Cornus alba ‘Kesselringii’
CORNACEAE, The Dogwood family
Also called Tartarian dogwood
It’s been a while since I’ve seen something so new and wonderful at the garden center. My first thought when I saw the nearly black stems was ‘Arrangements!’. My next thought, ‘Must have it!’ was followed by the increasingly frequent ‘And where will I put it?’

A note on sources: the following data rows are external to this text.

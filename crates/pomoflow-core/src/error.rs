//! Core error types for pomoflow-core.
//!
//! This module defines the error hierarchy using thiserror. Protocol errors
//! never reach the host: the worker logs and drops malformed messages.

use std::path::PathBuf;
use thiserror::Error;

/// Core error type for pomoflow-core.
#[derive(Error, Debug)]
pub enum CoreError {
    /// Configuration-related errors
    #[error("Configuration error: {0}")]
    Config(#[from] ConfigError),

    /// Inbound message could not be decoded
    #[error("Protocol error: {0}")]
    Protocol(#[from] ProtocolError),

    /// Validation errors
    #[error("Validation error: {0}")]
    Validation(#[from] ValidationError),

    /// The worker task has exited and no longer accepts commands
    #[error("Timer worker has shut down")]
    WorkerClosed,

    /// IO errors
    #[error("IO error: {0}")]
    Io(#[from] std::io::Error),

    /// Serialization/deserialization errors
    #[error("JSON error: {0}")]
    Json(#[from] serde_json::Error),
}

/// Configuration-specific errors.
#[derive(Error, Debug)]
pub enum ConfigError {
    /// Failed to load configuration
    #[error("Failed to load configuration from {path}: {message}")]
    LoadFailed { path: PathBuf, message: String },

    /// Failed to save configuration
    #[error("Failed to save configuration to {path}: {message}")]
    SaveFailed { path: PathBuf, message: String },

    /// Invalid configuration value
    #[error("Invalid configuration value for '{key}': {message}")]
    InvalidValue { key: String, message: String },

    /// Key does not exist in the configuration tree
    #[error("Unknown configuration key: {0}")]
    UnknownKey(String),

    /// Home directory could not be determined
    #[error("Could not determine the home directory")]
    NoHomeDir,
}

/// Errors decoding an inbound command message.
#[derive(Error, Debug)]
pub enum ProtocolError {
    /// Message is not a JSON object of the expected shape
    #[error("Malformed message: {0}")]
    Malformed(#[from] serde_json::Error),

    /// No `command` field
    #[error("Message has no command")]
    MissingCommand,

    /// `command` names nothing the engine understands
    #[error("Unknown command '{0}'")]
    UnknownCommand(String),

    /// Required payload field absent
    #[error("Command '{command}' is missing field '{field}'")]
    MissingField {
        command: &'static str,
        field: &'static str,
    },

    /// NaN or infinite payload value
    #[error("Command '{command}' has a non-finite '{field}'")]
    NotFinite {
        command: &'static str,
        field: &'static str,
    },
}

/// Validation errors.
#[derive(Error, Debug)]
pub enum ValidationError {
    /// Invalid value
    #[error("Invalid value for '{field}': {message}")]
    InvalidValue { field: String, message: String },
}

impl From<ValidationError> for ConfigError {
    fn from(err: ValidationError) -> Self {
        match err {
            ValidationError::InvalidValue { field, message } => ConfigError::InvalidValue {
                key: field,
                message,
            },
        }
    }
}

/// Result type alias for CoreError
pub type Result<T, E = CoreError> = std::result::Result<T, E>;
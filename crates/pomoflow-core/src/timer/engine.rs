//! Timer engine implementation.
//!
//! The timer engine is a clock-driven state machine. It owns the absolute end
//! time of the countdown and recomputes the remaining seconds from the clock on
//! every tick, so late or skipped firings never distort what it reports.
//!
//! It does not own a timer primitive. Starting a countdown issues a
//! [`ScheduleHandle`]; whoever drives the engine (see [`super::worker`]) fires
//! that handle periodically through [`TimerEngine::on_schedule`]. A firing that
//! carries a retired handle is ignored.
//!
//! ## State Transitions
//!
//! ```text
//! Idle -> Running              start
//! Running -> Running           start (previous schedule retired)
//! Running -> Idle              stop | overrun | negative remaining
//! ```
//!
//! ## Usage
//!
//! ```ignore
//! let mut engine = TimerEngine::new(TimerConfig::default());
//! let first = engine.handle(Command::Start { seconds: 1500.0 });
//! // Every `config.tick_interval()`:
//! if let Some(handle) = engine.active_schedule() {
//!     engine.on_schedule(handle);
//! }
//! ```

use serde::{Deserialize, Serialize};
use tracing::{debug, trace};

use super::command::Command;
use crate::clock::{Clock, SystemClock};
use crate::config::TimerConfig;
use crate::events::{Event, IDLE_SENTINEL};

#[derive(Debug, Clone, Copy, PartialEq, Eq, Serialize, Deserialize)]
#[serde(rename_all = "lowercase")]
pub enum TimerState {
    Idle,
    Running,
}

/// Token for one periodic schedule. Each `start` issues a fresh one.
#[derive(Debug, Clone, Copy, PartialEq, Eq, Hash, Serialize, Deserialize)]
pub struct ScheduleHandle(u64);

impl ScheduleHandle {
    pub fn id(&self) -> u64 {
        self.0
    }
}

/// Point-in-time view of the engine, published to hosts on change.
#[derive(Debug, Clone, Copy, PartialEq, Eq, Serialize, Deserialize)]
pub struct TimerStatus {
    pub state: TimerState,
    pub end_ms: Option<i64>,
    /// Number of accepted `start` commands.
    pub starts: u64,
}

/// Core countdown engine.
#[derive(Debug)]
pub struct TimerEngine<C: Clock = SystemClock> {
    clock: C,
    config: TimerConfig,
    /// Absolute end of the countdown, epoch milliseconds.
    end_ms: Option<i64>,
    /// Present iff Running.
    schedule: Option<ScheduleHandle>,
    next_schedule_id: u64,
    starts: u64,
}

impl TimerEngine<SystemClock> {
    /// Create an idle engine reading the wall clock.
    pub fn new(config: TimerConfig) -> Self {
        Self::with_clock(SystemClock, config)
    }
}

impl<C: Clock> TimerEngine<C> {
    /// Create an idle engine reading the given clock.
    pub fn with_clock(clock: C, config: TimerConfig) -> Self {
        Self {
            clock,
            config,
            end_ms: None,
            schedule: None,
            next_schedule_id: 0,
            starts: 0,
        }
    }

    // ── Queries ──────────────────────────────────────────────────────

    pub fn state(&self) -> TimerState {
        if self.schedule.is_some() {
            TimerState::Running
        } else {
            TimerState::Idle
        }
    }

    pub fn end_ms(&self) -> Option<i64> {
        self.end_ms
    }

    pub fn active_schedule(&self) -> Option<ScheduleHandle> {
        self.schedule
    }

    pub fn config(&self) -> &TimerConfig {
        &self.config
    }

    pub fn clock(&self) -> &C {
        &self.clock
    }

    pub fn status(&self) -> TimerStatus {
        TimerStatus {
            state: self.state(),
            end_ms: self.end_ms,
            starts: self.starts,
        }
    }

    /// Seconds left right now, or [`IDLE_SENTINEL`] when no end time is set.
    /// Does not touch the schedule.
    pub fn remaining_seconds(&self) -> i64 {
        match self.end_ms {
            Some(end) => seconds_left(end, self.clock.now_ms()),
            None => IDLE_SENTINEL,
        }
    }

    // ── Commands ─────────────────────────────────────────────────────

    /// Apply one command. Returns the tick to deliver, if any.
    ///
    /// Only `start` produces a tick; it must reach the host before anything
    /// else the engine emits.
    pub fn handle(&mut self, command: Command) -> Option<Event> {
        match command {
            Command::Start { seconds } => Some(self.start(seconds)),
            Command::Stop => {
                self.stop();
                None
            }
            Command::SetEnd { end_ms } => {
                self.set_end(end_ms);
                None
            }
        }
    }

    /// Begin a countdown of `seconds`. Zero and negative values are accepted
    /// and end on a following firing.
    pub fn start(&mut self, seconds: f64) -> Event {
        if let Some(previous) = self.schedule.take() {
            debug!(schedule = previous.id(), "superseding running countdown");
        }
        let now = self.clock.now_ms();
        let end = now.saturating_add(secs_to_ms(seconds));
        self.end_ms = Some(end);
        self.starts += 1;

        let first = self.tick_at(now);

        let handle = ScheduleHandle(self.next_schedule_id);
        self.next_schedule_id += 1;
        self.schedule = Some(handle);
        debug!(
            schedule = handle.id(),
            seconds,
            end_ms = end,
            "countdown started"
        );
        first
    }

    /// Cancel the countdown and clear the end time. No-op when idle.
    pub fn stop(&mut self) {
        if let Some(handle) = self.schedule.take() {
            debug!(schedule = handle.id(), "countdown stopped");
        }
        self.end_ms = None;
    }

    /// Replace the reference end time. State and schedule are untouched.
    pub fn set_end(&mut self, end_ms: i64) {
        debug!(end_ms, previous = ?self.end_ms, "end time replaced");
        self.end_ms = Some(end_ms);
    }

    /// A periodic firing of `handle`.
    ///
    /// Returns `None` for a retired handle. Otherwise emits a tick, then
    /// self-terminates when the countdown is over by more than the grace
    /// window.
    pub fn on_schedule(&mut self, handle: ScheduleHandle) -> Option<Event> {
        if self.schedule != Some(handle) {
            trace!(schedule = handle.id(), "ignoring retired schedule");
            return None;
        }
        let now = self.clock.now_ms();
        let tick = self.tick_at(now);

        if self.schedule.is_some() {
            let grace = i64::try_from(self.config.overrun_grace_ms).unwrap_or(i64::MAX);
            let overrun = match self.end_ms {
                Some(end) => now > end.saturating_add(grace),
                None => true,
            };
            if overrun {
                self.cancel_schedule("overrun");
            }
        }
        Some(tick)
    }

    // ── Internal ─────────────────────────────────────────────────────

    fn tick_at(&mut self, now: i64) -> Event {
        let Some(end) = self.end_ms else {
            return Event::idle();
        };
        let seconds = seconds_left(end, now);
        trace!(seconds, "tick");
        if seconds < 0 && self.config.stop_on_negative && self.schedule.is_some() {
            self.cancel_schedule("negative remaining");
        }
        Event::tick(seconds)
    }

    fn cancel_schedule(&mut self, reason: &'static str) {
        if let Some(handle) = self.schedule.take() {
            debug!(schedule = handle.id(), reason, "countdown self-terminated");
        }
    }
}

/// `round((end - now) / 1000)` with ties toward positive infinity.
fn seconds_left(end_ms: i64, now_ms: i64) -> i64 {
    end_ms
        .saturating_sub(now_ms)
        .saturating_add(500)
        .div_euclid(1000)
}

fn secs_to_ms(seconds: f64) -> i64 {
    // `as` saturates and maps NaN to zero.
    (seconds * 1000.0).round() as i64
}
//! Optimizer spec validation
//!
//! Validates optimizer specifications before an optimizer is built.

mod error;
mod validator;

#[cfg(test)]
mod proptests;
#[cfg(test)]
mod tests;

pub use error::ValidationError;
pub use validator::validate_spec;
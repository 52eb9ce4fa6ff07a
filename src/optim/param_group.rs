//! Parameter groups and their hyperparameters

use crate::error::{Error, Result};
use crate::Tensor;

/// AdamR hyperparameters shared by every tensor of a group
#[derive(Debug, Clone, Copy, PartialEq)]
pub struct AdamRConfig {
    pub lr: f32,
    pub betas: (f32, f32),
    pub eps: f32,
    /// Blend the adaptive step with the tracked displacement
    pub enable_recover: bool,
    /// Maximum pull strength, in `[0, 1]`
    pub recover_level: f32,
    /// Shape of the rank curve
    pub recover_pow: f32,
    /// Coupled L2 decay, only used when recovery is disabled
    pub weight_decay: f32,
}

impl AdamRConfig {
    /// Defaults with the given learning rate
    pub fn with_lr(lr: f32) -> Self {
        Self { lr, ..Self::default() }
    }

    /// Reject configurations that cannot be constructed
    pub fn validate(&self, group: usize) -> Result<()> {
        if !(0.0..=1.0).contains(&self.recover_level) {
            return Err(Error::InvalidRecoverLevel { group, value: self.recover_level });
        }
        Ok(())
    }
}

impl Default for AdamRConfig {
    fn default() -> Self {
        Self {
            lr: 1e-3,
            betas: (0.9, 0.999),
            eps: 1e-8,
            enable_recover: true,
            recover_level: 1.0,
            recover_pow: 2.0,
            weight_decay: 0.01,
        }
    }
}

/// Per-group overrides; unset fields inherit the optimizer defaults
#[derive(Debug, Clone, Copy, Default, PartialEq)]
pub struct GroupOptions {
    pub lr: Option<f32>,
    pub betas: Option<(f32, f32)>,
    pub eps: Option<f32>,
    pub enable_recover: Option<bool>,
    pub recover_level: Option<f32>,
    pub recover_pow: Option<f32>,
    pub weight_decay: Option<f32>,
}

impl GroupOptions {
    /// Fill unset fields from `defaults`
    pub fn resolve(&self, defaults: &AdamRConfig) -> AdamRConfig {
        AdamRConfig {
            lr: self.lr.unwrap_or(defaults.lr),
            betas: self.betas.unwrap_or(defaults.betas),
            eps: self.eps.unwrap_or(defaults.eps),
            enable_recover: self.enable_recover.unwrap_or(defaults.enable_recover),
            recover_level: self.recover_level.unwrap_or(defaults.recover_level),
            recover_pow: self.recover_pow.unwrap_or(defaults.recover_pow),
            weight_decay: self.weight_decay.unwrap_or(defaults.weight_decay),
        }
    }
}

/// A set of tensors handed to the optimizer together
#[derive(Debug, Clone)]
pub struct ParamGroup {
    pub name: Option<String>,
    pub params: Vec<Tensor>,
    pub options: GroupOptions,
}

impl ParamGroup {
    pub fn new(params: Vec<Tensor>) -> Self {
        Self { name: None, params, options: GroupOptions::default() }
    }

    pub fn named(mut self, name: impl Into<String>) -> Self {
        self.name = Some(name.into());
        self
    }

    pub fn with_lr(mut self, lr: f32) -> Self {
        self.options.lr = Some(lr);
        self
    }

    pub fn with_betas(mut self, beta1: f32, beta2: f32) -> Self {
        self.options.betas = Some((beta1, beta2));
        self
    }

    pub fn with_eps(mut self, eps: f32) -> Self {
        self.options.eps = Some(eps);
        self
    }

    pub fn with_recover(mut self, enable: bool) -> Self {
        self.options.enable_recover = Some(enable);
        self
    }

    pub fn with_recover_level(mut self, level: f32) -> Self {
        self.options.recover_level = Some(level);
        self
    }

    pub fn with_recover_pow(mut self, pow: f32) -> Self {
        self.options.recover_pow = Some(pow);
        self
    }

    pub fn with_weight_decay(mut self, weight_decay: f32) -> Self {
        self.options.weight_decay = Some(weight_decay);
        self
    }
}

impl From<Vec<Tensor>> for ParamGroup {
    fn from(params: Vec<Tensor>) -> Self {
        Self::new(params)
    }
}

/// Per-group counters carried between steps
#[derive(Debug, Clone, Copy, Default, PartialEq, Eq)]
pub struct GroupState {
    /// Number of completed `step` calls; 0 before the first
    pub step: u64,
    /// Parameters registered for recovery so far
    pub num_layers: usize,
}

impl GroupState {
    /// Counters for the next call: `step + 1`, layers unchanged
    pub fn advance(self) -> Self {
        Self { step: self.step + 1, ..self }
    }

    /// `(1 - β1^t, 1 - β2^t)` at the current step
    pub fn bias_corrections(&self, betas: (f32, f32)) -> (f32, f32) {
        let t = self.step.min(i32::MAX as u64) as i32;
        (1.0 - betas.0.powi(t), 1.0 - betas.1.powi(t))
    }
}

/// Optimizer-side view of a group
#[derive(Debug, Clone)]
pub(crate) struct ResolvedGroup {
    pub name: Option<String>,
    pub params: Vec<Tensor>,
    pub config: AdamRConfig,
}
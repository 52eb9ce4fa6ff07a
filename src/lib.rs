//! AdamR: Adam with rank-weighted weight recovery
//!
//! An optimizer for tape-based training loops. Parameters are grouped; each
//! group shares hyperparameters and a step counter. With recovery enabled,
//! every parameter's adaptive step is blended with a pull back along its own
//! accumulated displacement, strongest for the first-registered parameter of
//! a group and vanishing for the last.
//!
//! # Example
//!
//! ```
//! use adamr::optim::{AdamR, AdamRConfig, Optimizer};
//! use adamr::Tensor;
//!
//! let weight = Tensor::from_vec(vec![0.5, -0.5], true);
//! let bias = Tensor::from_vec(vec![0.0], true);
//! let mut opt = AdamR::new(vec![weight.clone(), bias.clone()], AdamRConfig::with_lr(0.01))
//!     .expect("valid config");
//!
//! weight.set_grad(ndarray::arr1(&[1.0, -1.0]));
//! bias.set_grad(ndarray::arr1(&[0.5]));
//! opt.step(None);
//! opt.zero_grad();
//! ```
//!
//! # Modules
//!
//! - `autograd`: tensor handle and gradient-recording mode
//! - `optim`: the optimizer, its state and update kernels
//! - `config`: YAML optimizer specs, validation and construction
//! - `trace`: opt-in step timing

pub mod autograd;
pub mod config;
pub mod error;
pub mod optim;
pub mod trace;

pub use autograd::Tensor;
pub use error::{Error, Result};
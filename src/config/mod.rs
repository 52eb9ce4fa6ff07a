//! Declarative optimizer configuration
//!
//! Optimizers can be described in YAML, validated, and built against a set
//! of parameters:
//!
//! ```no_run
//! use adamr::config::build_from_yaml;
//! use adamr::Tensor;
//!
//! let params = vec![Tensor::from_vec(vec![0.0; 4], true)];
//! let optimizer = build_from_yaml("optimizer.yaml", params)?;
//! # Ok::<(), adamr::Error>(())
//! ```

mod builder;
mod loader;
mod schema;
mod validate;

pub use builder::{build_from_yaml, build_optimizer};
pub use loader::{load_spec, parse_spec};
pub use schema::{
    OptimSpec, KNOWN_PARAMS, PARAM_BETA1, PARAM_BETA2, PARAM_ENABLE_RECOVER, PARAM_EPS,
    PARAM_RECOVER_LEVEL, PARAM_RECOVER_POW, PARAM_WEIGHT_DECAY,
};
pub use validate::{validate_spec, ValidationError};
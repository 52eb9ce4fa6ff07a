//! Step tracing
//!
//! Opt-in timing of the phases of an optimizer step. Disabled by default;
//! when disabled every span is a single flag check.
//!
//! An enabled tracer records one measurement per span and keeps them until
//! [`Tracer::clear`]; long runs should clear after each report.

use std::collections::HashMap;
use std::fmt;
use std::sync::{LazyLock, Mutex, PoisonError};
use std::time::{Duration, Instant};

/// Phases of an optimizer step.
#[derive(Debug, Clone, Copy, PartialEq, Eq, Hash)]
pub enum TraceStep {
    /// User loss closure
    Closure,
    /// Lazy state creation for newly seen parameters
    Register,
    /// Moment updates and adaptive direction
    Moments,
    /// Recovery blend and displacement bookkeeping
    Recover,
    /// Weight-decay step
    Decay,
}

impl fmt::Display for TraceStep {
    fn fmt(&self, f: &mut fmt::Formatter<'_>) -> fmt::Result {
        write!(f, "{self:?}")
    }
}

/// A single timing measurement.
#[derive(Debug, Clone)]
pub struct TraceMeasurement {
    pub step: TraceStep,
    pub duration: Duration,
}

/// Thread-safe tracer for collecting timing measurements.
pub struct Tracer {
    measurements: Mutex<Vec<TraceMeasurement>>,
    active_spans: Mutex<HashMap<TraceStep, Instant>>,
    enabled: Mutex<bool>,
}

impl Tracer {
    pub fn new() -> Self {
        Self {
            measurements: Mutex::new(Vec::new()),
            active_spans: Mutex::new(HashMap::new()),
            enabled: Mutex::new(false),
        }
    }

    pub fn enable(&self) {
        *self.enabled.lock().unwrap_or_else(PoisonError::into_inner) = true;
    }

    pub fn disable(&self) {
        *self.enabled.lock().unwrap_or_else(PoisonError::into_inner) = false;
    }

    pub fn is_enabled(&self) -> bool {
        *self.enabled.lock().unwrap_or_else(PoisonError::into_inner)
    }

    /// Start a timing span.
    pub fn start(&self, step: TraceStep) {
        if !self.is_enabled() {
            return;
        }
        let mut spans = self.active_spans.lock().unwrap_or_else(PoisonError::into_inner);
        spans.insert(step, Instant::now());
    }

    /// End a timing span and record it. Ends without a start are ignored.
    pub fn end(&self, step: TraceStep) {
        if !self.is_enabled() {
            return;
        }
        let mut spans = self.active_spans.lock().unwrap_or_else(PoisonError::into_inner);
        if let Some(start) = spans.remove(&step) {
            let duration = start.elapsed();
            let mut measurements = self.measurements.lock().unwrap_or_else(PoisonError::into_inner);
            measurements.push(TraceMeasurement { step, duration });
        }
    }

    /// Run a closure within a measured span.
    #[inline]
    pub fn span<F, R>(&self, step: TraceStep, f: F) -> R
    where
        F: FnOnce() -> R,
    {
        if !self.is_enabled() {
            return f();
        }
        self.start(step);
        let result = f();
        self.end(step);
        result
    }

    /// Number of recorded spans for a phase.
    pub fn count(&self, step: TraceStep) -> usize {
        self.measurements
            .lock()
            .unwrap_or_else(PoisonError::into_inner)
            .iter()
            .filter(|m| m.step == step)
            .count()
    }

    /// Drop every measurement and open span
    pub fn clear(&self) {
        self.measurements.lock().unwrap_or_else(PoisonError::into_inner).clear();
        self.active_spans.lock().unwrap_or_else(PoisonError::into_inner).clear();
    }

    /// Per-phase totals, slowest first.
    pub fn report(&self) -> String {
        let measurements = self.measurements.lock().unwrap_or_else(PoisonError::into_inner);
        if measurements.is_empty() {
            return "No measurements recorded. Enable tracing with TRACER.enable()".to_string();
        }

        let mut totals: HashMap<TraceStep, Duration> = HashMap::new();
        let mut counts: HashMap<TraceStep, usize> = HashMap::new();
        let mut total_time = Duration::ZERO;

        for m in measurements.iter() {
            *totals.entry(m.step).or_default() += m.duration;
            *counts.entry(m.step).or_default() += 1;
            total_time += m.duration;
        }

        let rule = "────────────────────────────────────────────────────────────────\n";
        let mut output = String::from("\nADAMR STEP TRACE\n");
        output.push_str(&format!("Total Measured Time: {total_time:.2?}\n"));
        output.push_str(rule);
        output.push_str(&format!(
            "{:<15} | {:<8} | {:<15} | {:<8}\n",
            "Phase", "Count", "Duration", "% Time"
        ));
        output.push_str(rule);

        let mut sorted_steps: Vec<_> = totals.keys().collect();
        sorted_steps.sort_by(|a, b| totals[b].cmp(&totals[a]));

        for step in sorted_steps {
            let duration = totals[step];
            let percentage = if total_time.as_nanos() > 0 {
                (duration.as_secs_f64() / total_time.as_secs_f64()) * 100.0
            } else {
                0.0
            };
            output.push_str(&format!(
                "{:<15} | {:<8} | {:<15.2?} | {:>7.2}%\n",
                step.to_string(),
                counts[step],
                duration,
                percentage
            ));
        }
        output.push_str(rule);
        output
    }
}

impl Default for Tracer {
    fn default() -> Self {
        Self::new()
    }
}

/// Global tracer instance.
pub static TRACER: LazyLock<Tracer> = LazyLock::new(Tracer::new);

The gorgeous, straight, nearly glossy stems will be dramatic in arrangements. In the landscape, it’s a good wildlife plant with white flowers and white berries, and is supposed to have beautiful purple-burgundy fall color too. I found a place for it near the English walnut where a tough but showy focal point was needed. There will be a variety of unusual bulbs around it, a dark-leaved cape fuchsia and purple acaena as a ground cover.
The species name ‘alba’ refers to the white fruit.
Functions: Bird, bee, butterfly food – nectar and berries. Cut twigs for arrangements. Basketry.
Landscape uses: Great in rain gardens, mixed hedge borders, mass plantings.
Size: 6′ x 6′ or a bit bigger
Needs:Grow like red twigged dogwood, in average to seasonally moist soil. To keep good color on the stems and maintain a neat form, prune to a natural shape by removing 1/4 of the stems at the ground each year in early spring.